Alecock has some caveats when entering the world of email marketing: “To utilize email addresses, you’ll need to secure permission for future communication with a simple ‘opt in’ check box or notification to the recipient that their email address will be used to communicate with them. That’s not as hard as it sounds if you remind recipients upfront how they will benefit by sharing their email address with you. Communications can be faster, simpler and more relevant to customer needs then messages sent via more traditional means. Make sure you give recipients a way to ‘opt out’ of future emails, with each one you send. If you keep the information relevant, you’ll lose very few.”
Leveraging email must be taken with care to avoid offending customers who might mistake your messages for “spam.” At this point in time, purchasing outside so-called “permission-based” email lists isn’t recommended by many marketing experts. Building your own custom emailing list is much safer and offers a far better means to build a productive customer relationship and solicit referrals.
As I’ve said before in this column, the time to begin building your customer email list is now. It won’t happen overnight.
About the author
Email: The Dealers’ Perspective
“The potential for email marketing and customer service is something that interests us. We are considering it for the commercial side of our business but, at this time, not for the residential side. We have been responding to inquiries to our company website via email. But we have not ‘shot out’ emails to either existing customers or prospects.
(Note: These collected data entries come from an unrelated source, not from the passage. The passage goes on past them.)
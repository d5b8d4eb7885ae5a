// Module constants (no magic values)

/// Executable used by process modules unless overridden
pub const DEFAULT_INTERPRETER: &str = "python3";

/// Flag placed before the module name on the launch command line
pub const MODULE_FLAG: &str = "-m";

/// Remote path answering connectivity probes
pub const TEST_CONNECTION_PATH: &str = "test_connection";

/// Query parameter carrying the probe start timestamp (ns)
pub const PING_START_PARAM: &str = "ping_start";

/// Query parameter asking the remote side to notify on probe
pub const NOTIFY_PARAM: &str = "notify";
“Recently, we have begun building an email database for existing commercial customers. This required that we first change our software to accommodate email addresses. We see email as potentially becoming a valuable customer service tool, one that might let us more efficiently remind existing customers about service and delivery appointments. Recently, we talked with a marketing consultant who offered an interesting insight.
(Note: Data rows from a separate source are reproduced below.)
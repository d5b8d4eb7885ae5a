//! Turns configuration into a System wired to the infrastructure adapters

use std::sync::Arc;

use overseer_core::port::{HttpClient, ProcessLauncher};
use overseer_core::{Invocation, Module, ProcessModule, RemoteModule, SupervisorError, System};

use crate::settings::{ModuleSpec, SupervisorConfig};

/// Adapters shared by every module built from configuration
pub struct Adapters {
    pub process_launcher: Arc<dyn ProcessLauncher>,
    pub http: Arc<dyn HttpClient>,
}

/// A ready System plus what to run on each module once it is started
pub struct Bootstrapped {
    pub system: System,
    /// Index-aligned with `system.modules()`
    pub startup: Vec<Option<Invocation>>,
}

/// Build one module from its spec
///
/// # Errors
/// - SupervisorError::Config for an empty name, a host without scheme or an invalid port
pub fn build_module(
    spec: &ModuleSpec,
    adapters: &Adapters,
) -> Result<Box<dyn Module>, SupervisorError> {
    match spec {
        ModuleSpec::Process {
            name,
            executable,
            args,
            kwargs,
            env,
            working_dir,
            timeout_ms,
            ..
        } => {
            if name.trim().is_empty() {
                return Err(SupervisorError::Config(
                    "process module name must not be empty".to_string(),
                ));
            }

            let mut module = ProcessModule::new(name.clone(), Arc::clone(&adapters.process_launcher))
                .with_args(args.iter().cloned());
            for (key, value) in kwargs {
                module = module.with_kwarg(key.clone(), value.clone());
            }
            for (key, value) in env {
                module = module.with_env(key.clone(), value.clone());
            }
            if let Some(executable) = executable {
                module = module.with_executable(executable.clone());
            }
            if let Some(dir) = working_dir {
                module = module.with_working_dir(dir.clone());
            }
            if let Some(timeout_ms) = timeout_ms {
                module = module.with_timeout_ms(*timeout_ms);
            }

            Ok(Box::new(module))
        }
        ModuleSpec::Remote {
            name,
            host,
            port,
            cmds,
        } => {
            if !host.contains("://") {
                return Err(SupervisorError::Config(format!(
                    "remote host '{}' must include a scheme, e.g. http://{}",
                    host, host
                )));
            }
            let port = port.to_string();
            if port.parse::<u16>().is_err() {
                return Err(SupervisorError::Config(format!(
                    "remote port '{}' is not a valid port",
                    port
                )));
            }

            let mut module = RemoteModule::new(host.clone(), port, Arc::clone(&adapters.http))
                .with_commands(cmds.iter().cloned());
            if let Some(name) = name {
                module = module.with_name(name.clone());
            }

            Ok(Box::new(module))
        }
    }
}

fn startup_invocation(spec: &ModuleSpec) -> Option<Invocation> {
    match spec {
        ModuleSpec::Process { detached, .. } => Some(Invocation::launch(*detached)),
        ModuleSpec::Remote { .. } => None,
    }
}

/// Build the System; a single bad spec leaves no module behind
pub fn build_system(
    config: &SupervisorConfig,
    adapters: &Adapters,
) -> Result<Bootstrapped, SupervisorError> {
    let mut system = System::new(config.name.clone(), Vec::new());
    system.try_set_modules(config.modules.iter().map(|spec| build_module(spec, adapters)))?;

    let startup = config.modules.iter().map(startup_invocation).collect();

    Ok(Bootstrapped { system, startup })
}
While encouraging us to email some existing customers on a trial basis he, at the same time, cautioned against emailing new prospects for fear they might demand a constant e-dialogue after they began doing business with us. ‘Start (email) by servicing, not by marketing,’ was his advice. That’s where we’re headed.
“Another aspect of moving into email is having to change the company culture from one of 100 percent telephone contact. We found it can be a struggle to get employees previously trained to ‘pick up a phone immediately’ to instead email customers back with the information they requested via email.”
“We’re interested in the potential of email to provide a low-cost alternative to direct mail but, at this point, we have no company-wide email database; however, Fred Brunetti, a computer-savvy salesman, has been collecting customer email address for about two years. He categorizes his list—now over 200 names—by leads generated from home shows, contractors and real estate contacts. When we update our stationery and business forms in the next year, we intend to include a line for ‘email address’ toward building a company database.”